I've been having problems with whipped scrubs and whipped soap. The whipped scrubs liquified and I couldn't get the whipped soap to whip up even with setting the bowl in ice water.

I think it's just the heat. I think that's a good idea to tell people to keep it in the frig if you do succeed in getting it to whip because it won't be like a lotion. It will be more like a puddle of butter. However, it will still be good for the skin.   

Good luck!


----------



## carebear (Jul 20, 2011)

when you mix the butter with oil, you lower the melting point - to something that doesn't hold up well in hot weather, it seems.


----------



## awi (Jul 21, 2011)

I think I will try this again when the weather cools off some!  I did notice that this recipe is still pretty greasy.  Can I add more cornstarch to help?  I am trying to use what I have on hand.  I know the recipe on the link also calls for silica powder, but I don't have any of that.  All I have is cornstarch and probably some arrowroot powder.....any suggestions, or will this just be a greasy product?  I haven't used any from a store to compare it to.


----------



## Tabitha (Jul 21, 2011)

I don't whip shea anymore because it is a PITA. But when I did, I whipped it in an ice bath. I placed a med bowl inside a large bowl. The med bowl had the shea/oil in it while the large bowl had ice & water in it. An ice bath gets much colder than the fridge does. I found it to be much more effective.


----------



## Hazel (Jul 21, 2011)

awi said:
			
		

> I think I will try this again when the weather cools off some!  I did notice that this recipe is still pretty greasy.  Can I add more cornstarch to help?  I am trying to use what I have on hand.  I know the recipe on the link also calls for silica powder, but I don't have any of that.  All I have is cornstarch and probably some arrowroot powder.....any suggestions, or will this just be a greasy product?  I haven't used any from a store to compare it to.

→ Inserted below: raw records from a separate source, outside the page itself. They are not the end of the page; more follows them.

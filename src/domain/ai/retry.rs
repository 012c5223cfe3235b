use backoff::{future::retry, ExponentialBackoff};
use std::future::Future;
use std::time::Duration;

use crate::error::AppError;

/// 재시도 정책
#[derive(Debug, Clone, Copy, PartialEq)]
pub struct RetryPolicy {
    pub initial_interval: Duration,
    pub max_interval: Duration,
    pub max_elapsed_time: Duration,
    pub multiplier: f64,
}

impl Default for RetryPolicy {
    fn default() -> Self {
        Self {
            initial_interval: Duration::from_millis(500),
            max_interval: Duration::from_secs(10),
            max_elapsed_time: Duration::from_secs(30),
            multiplier: 2.0,
        }
    }
}

impl RetryPolicy {
    /// 지수 백오프 설정 생성
    fn backoff(&self) -> ExponentialBackoff {
        ExponentialBackoff {
            initial_interval: self.initial_interval,
            current_interval: self.initial_interval,
            max_interval: self.max_interval,
            max_elapsed_time: Some(self.max_elapsed_time),
            multiplier: self.multiplier,
            ..Default::default()
        }
    }
}

/// 재시도 가능한 에러인지 판단
///
/// Rate limit, timeout, 서버 에러(5xx) 등 일시적 오류는 재시도
/// 인증 오류, 요청 형식 오류 등 영구적 오류는 즉시 실패
fn is_retryable_error(error: &AppError) -> bool {
    match error {
        AppError::OpenAiRateLimitError | AppError::OpenAiTemporaryError => true,
        AppError::OpenAiError(msg) => {
            let msg_lower = msg.to_lowercase();
            msg_lower.contains("rate limit")
                || msg_lower.contains("timeout")
                || msg_lower.contains("timed out")
                || msg_lower.contains("429")
                || msg_lower.contains("502")
                || msg_lower.contains("503")
                || msg_lower.contains("504")
                || msg_lower.contains("connection")
                || msg_lower.contains("network")
        }
        _ => false,
    }
}

/// 재시도 로직을 적용한 비동기 작업 실행
///
/// 일시적 오류 시 지수 백오프로 재시도하고,
/// 영구적 오류 시 즉시 실패를 반환합니다.
pub async fn with_retry<F, Fut, T>(policy: &RetryPolicy, operation: F) -> Result<T, AppError>
where
    F: Fn() -> Fut,
    Fut: Future<Output = Result<T, AppError>>,
{
    retry(policy.backoff(), || async {
        match operation().await {
            Ok(result) => Ok(result),
            Err(e) if is_retryable_error(&e) => {
                tracing::warn!(error = %e, "Retryable error, will retry...");
                Err(backoff::Error::transient(e))
            }
            Err(e) => {
                tracing::debug!(error = %e, "Permanent error, not retrying");
                Err(backoff::Error::permanent(e))
            }
        }
    })
    .await
}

Whipped butters are just greasy. You can try adding some cornstarch or arrowroot. I didn't have much luck with cornstarch but maybe I didn't add enough. I haven't tried Isopropyl Myristate but other people have mentioned it helps to cut the greasy feel.


----------



## photoshadows (Jul 22, 2011)

I think it's probably the hot weather that's your biggest problem. I should say I have yet to try a whipped butter myself partly because of the heat. Also, I think most people tend to look more for lighter products like lotions in the summer months. Skin doesn't get as dry and doesn't need all those greasy butters. It might seem a lot less greasy in the winter when skin is thirstier. Just a guess though :? 
I believe mango butter is also considered to be less greasy than shea if you wanted to try a whipped mango butter instead, but that would probably only help a tiny bit with your grease problem and wouldn't help with the setting issue at all. Tabitha's ice bath sounds like a great idea for the consistancy as does using the freezer or refrigerating for longer stretches between whipping. But, as I said, I've never tried a whipped butter so take my advice with a LARGE grain of salt


----------



## Hazel (Jul 22, 2011)

photoshadows said:
			
		

> I think it's probably the hot weather that's your biggest problem. I should say I have yet to try a whipped butter myself partly because of the heat. Also, I think most people tend to look more for lighter products like lotions in the summer months. Skin doesn't get as dry and doesn't need all those greasy butters. It might seem a lot less greasy in the winter when skin is thirstier. Just a guess though :?



Good point!


----------



## booboosoaps (Jul 25, 2011)

I may have a cure for your problem.  I weigh out the shea butter and place half in the microwave for 20-30 second bursts.  Until it just starts to melt.  Then i add the other half of the shea butter and whip with my hand mixer.  Then Slowly add liquid oils, cornstarch, micas and essential oils or fragrance oils.  Continue whipping.  Place in freezer for 3-4 minutes at a time and whipping for about 30-45 seconds then back in the freezer.  I usually do this about 4or 5 times.  Then scoop into 4 oz containers and place in the refrigerator.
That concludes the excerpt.